I am not an American I am not a foreigner.
I am a human being through and through,
but I have chosen India as my home
because here the Gods can still communicate with us,
and God had more room to act,
because He is alive in so many hearts,
however narrow they put Him,
however blindly they may see Him.
It’s a devotion in every shop,
in every home,
and even the atheists have their banner,
but this great spirituality
that India carries in her inner waters,
cannot come to the surface a wellspring for all to drink.
You do not allow that.
You are orthodox Hindu,
orthodox Muslim,
orthodox Christian,
orthodox Buddhist,
orthodox Sikh,
orthodox Jain,
and by orthodox you wear a religion
and do not have concrete inner contact
with the God you adore,
where you view him or her real in consciousness,
or your spiritual ideal,
and through signs and wonders
let it guide you through your day.

This was India of old.
“The ancient minds were better,” Nithish says
in one of his poems.
But you just see that as political turmoil.
I’ve given you a boy,
who still needs further development by me,
but who already is a poet,
through his pain,
giving us high glimpses
of India’s rise
to her humanity.

You let his parents throw that away.
You just want the foreigner gone.
How do I speak to you emergency?
My child needs me you see
to bring him back to good and God.
You are hurting him with your silence,
validating his mother’s abuse of him,
his father’s,
validating the worldview to hurt children,
and I just don’t understand your reasoning.
You are not the boss here,
and this is not a hell world,
although in this situation,
it sure seems like it.

Can it get any worse?
This boy could die,
if not his body,
then his heart and mind to humanity.
This boy’s gonna die,
and you’re being warned before that happens.
Pondicherry,
save your child.

Yesterday night
he gave us a poem,
last time his poetry,
and inner dawn.
People were around to see it.
Where is the sensation?
His poetry record
gives us something to think about,
the paradox of time travel.
You can’t put it down
as a hoax.
You can’t even say it’s terrible poetry,
but it’s useless today
because it hits society
where she can’t figure out stuff,
and no one will get alarmed
that this poet’s being killed,
molested, sat on, abused.

No one will believe me,
and no one will question the boy.
We have his mother on record saying,
“You will not tell on me you will tell what I tell you to say.”
Having just been beaten
for talking to me through a window,
he said mother I will do that,
and then he went to someone he trusted
and cried his eyes out,
wanting me,
wanting the abuse to stop,
and I can even tell you who it is to prove my story,
because he’ll lose the only shoulder he has to cry on.

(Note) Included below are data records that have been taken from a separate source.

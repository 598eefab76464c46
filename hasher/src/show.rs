use anyhow::Result;
use camino::{Utf8Path, Utf8PathBuf};
use chrono::{DateTime, Local, SecondsFormat};
use libhasher::common::{is_directory, open_regular, XATTR_HTIME, XATTR_MTIME, XATTR_SIZE};
use libhasher::hash::calc_hash;
use libhasher::walk::walk_dir;
use libhasher::{get_attr, HashAlg, HasherError};

use crate::style;

pub fn run_show(paths: &[Utf8PathBuf], alg: HashAlg, recursive: bool) -> Result<i32> {
	let mut status = 0;
	for path in paths {
		let result = if recursive && is_directory(path).unwrap_or(false) {
			walk_dir(path, &mut |file_path, _file| show_one(file_path, alg))
		} else {
			show_one(path, alg)
		};

		if let Err(err) = result {
			style::show_error(&err.to_string());
			status = 1;
		}
	}
	Ok(status)
}

fn show_one(path: &Utf8Path, alg: HashAlg) -> Result<(), HasherError> {
	let file = open_regular(path)?;

	let hash = get_attr(&file, alg.attr_name());
	let size = get_attr(&file, XATTR_SIZE);
	let mtime = render_nanos(&get_attr(&file, XATTR_MTIME));
	let htime = render_nanos(&get_attr(&file, XATTR_HTIME));

	println!("{path}\t{hash}\t{size}\t{mtime}\t{htime}");
	Ok(())
}

/// Renders a decimal nanosecond unix time as local RFC-3339 with
/// nanosecond precision; anything unparsable passes through untouched.
fn render_nanos(value: &str) -> String {
	match value.parse::<i64>() {
		Ok(ns) => DateTime::from_timestamp_nanos(ns)
			.with_timezone(&Local)
			.to_rfc3339_opts(SecondsFormat::Nanos, false),
		Err(_) => value.to_string(),
	}
}

pub fn run_calc(paths: &[Utf8PathBuf], alg: HashAlg, no_show_path: bool) -> Result<i32> {
	let mut status = 0;
	for path in paths {
		match calc_hash(path, alg) {
			Ok(hash) => {
				if no_show_path {
					println!("{}", hash.hex());
				} else {
					println!("{}  {path}", hash.hex());
				}
			}
			Err(err) => {
				style::show_error(&err.to_string());
				status = 1;
			}
		}
	}
	Ok(status)
}
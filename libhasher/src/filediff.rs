use camino::Utf8Path;

use crate::alg::HashAlg;
use crate::common::unix_nanos;
use crate::error::HasherError;
use crate::update::update_hash;

#[derive(Copy, Clone, Debug, PartialEq, Eq)]
pub enum DiffStatus {
	Unknown,
	Added,
	Same,
	ModifiedNewer,
	ModifiedOlder,
	ModifiedSameMtime,
	Renamed,
	Removed,
}

impl DiffStatus {
	pub fn mark(self) -> &'static str {
		match self {
			DiffStatus::Unknown => "[?]",
			DiffStatus::Added => "[+]",
			DiffStatus::Same => "[=]",
			DiffStatus::ModifiedNewer => "[>]",
			DiffStatus::ModifiedOlder => "[<]",
			DiffStatus::ModifiedSameMtime => "[~]",
			DiffStatus::Renamed => "[R]",
			DiffStatus::Removed => "[-]",
		}
	}
}

/// One file inside a directory comparison. `pair_name` stays empty until
/// the file is matched against a counterpart on the other side.
#[derive(Clone, Debug)]
pub struct FileDiff {
	pub basename: String,
	pub pair_name: String,
	pub hash_value: Vec<u8>,
	/// nanosecond unix mtime, for the modified-newer/older tie-break
	pub mtime: i64,
	pub status: DiffStatus,
}

impl FileDiff {
	/// Hashes `path` through the update protocol and wraps it unpaired.
	/// An attribute-persistence failure is tolerated: the in-memory hash
	/// is still good for comparison.
	pub fn new(path: &Utf8Path, alg: HashAlg) -> Result<Self, HasherError> {
		let update = update_hash(path, alg, false)?;

		let meta = std::fs::symlink_metadata(path).map_err(|e| HasherError::io(path, e))?;
		let modified = meta.modified().map_err(|e| HasherError::io(path, e))?;

		Ok(Self {
			basename: path.file_name().unwrap_or_default().to_string(),
			pair_name: String::new(),
			hash_value: update.hash.value,
			mtime: unix_nanos(modified),
			status: DiffStatus::Unknown,
		})
	}

	pub fn same_hash(&self, other: &FileDiff) -> bool {
		self.hash_value == other.hash_value
	}

	/// Classifies this file against `other`, pairing both records and
	/// setting both statuses. Returns true when the contents are equal.
	pub fn compare(&mut self, other: &mut FileDiff) -> bool {
		self.pair_name = other.basename.clone();
		other.pair_name = self.basename.clone();

		if self.same_hash(other) {
			if self.basename == other.basename {
				self.status = DiffStatus::Same;
				other.status = DiffStatus::Same;
			} else {
				self.status = DiffStatus::Renamed;
				other.status = DiffStatus::Renamed;
			}
			return true;
		}

		if self.mtime > other.mtime {
			self.status = DiffStatus::ModifiedNewer;
			other.status = DiffStatus::ModifiedOlder;
		} else if self.mtime < other.mtime {
			self.status = DiffStatus::ModifiedOlder;
			other.status = DiffStatus::ModifiedNewer;
		} else {
			self.status = DiffStatus::ModifiedSameMtime;
			other.status = DiffStatus::ModifiedSameMtime;
		}
		false
	}
}
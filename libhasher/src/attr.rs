//! Thin gateway over extended attributes. All operations act on an open
//! file descriptor so that one stat+open pair serves both the validity
//! check and the write.

use std::fs::File;
use std::io;

use xattr::FileExt;

/// Reads an attribute as a string. Any failure, including a missing
/// attribute, yields the empty string.
pub fn get_attr(file: &File, name: &str) -> String {
	match file.get_xattr(name) {
		Ok(Some(v)) => String::from_utf8_lossy(&v).into_owned(),
		_ => String::new(),
	}
}

pub fn set_attr(file: &File, name: &str, value: &str) -> io::Result<()> {
	file.set_xattr(name, value.as_bytes())
}

pub fn remove_attr(file: &File, name: &str) -> io::Result<()> {
	file.remove_xattr(name)
}

pub fn list_attrs(file: &File) -> io::Result<Vec<String>> {
	Ok(file
		.list_xattr()?
		.filter_map(|n| n.into_string().ok())
		.collect())
}

/// Removes every attribute whose name begins with `prefix`.
pub fn clear_attrs(file: &File, prefix: &str) -> io::Result<()> {
	for name in list_attrs(file)? {
		if name.starts_with(prefix) {
			remove_attr(file, &name)?;
		}
	}
	Ok(())
}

He will have to be questioned with me,
or he will tell no one nothing,
and I’m the foreigner everybody keeps outside.
You do not know what fairness is,
nor do you care
Pondicherry.
You just want to beat your children,
play with their little dinghies,
make them do what you didn’t want to do as a child,
force them to revolve their life around school
and homework,
as though there is no soul purpose,
as though we are just animals
aggrandizing our gain.

I call on you Pondicherry
to give this boy his chance
at poetic greatness,
but we can at least
liberate him from his parents’
abuse of him and constant control,
and give him his heart’s desire,
his soul’s choice,
at least some days in the week with me,
so I can cure him help him heal him,
and prevent his parents from abusing him more.

Why is that an impossibility?
We go right to the roots of what’s wrong with Indian society:
how you raise children,
and make them subservient to parental abuse,
dominance and control.
You slap your children Pondicherry,
and you tell me it’s normal.

Here’s a fish out of the water
of the entire gamut of abuse,
Nithish’s story,
big so you can see it.
I’m askin’ you to take a look,
that look that brings change,
not because you are angry for what you have seen,
but because you have been hit in your very heart center
for the love of a child,
and you see yourself that child
when you went around the house in underpants,
and you see yourself those parents
diddling with his dolittle,
and slapping him because he doesn’t measure up.

I am not accusing you.
I have learned these lessons as one abused
and as an abuser,
larger than life
like this kid shows.
He got the benefit of all that wisdom,
all that handle with care.
I know how to treat children,
like they are the God in the room,
and they just simply love it there,
and this boy misses his daddy
and wants me to protect him,
but I can nothing
except tell you the story
and get down on my knees and ask you for help.
Please help my boy Pondicherry.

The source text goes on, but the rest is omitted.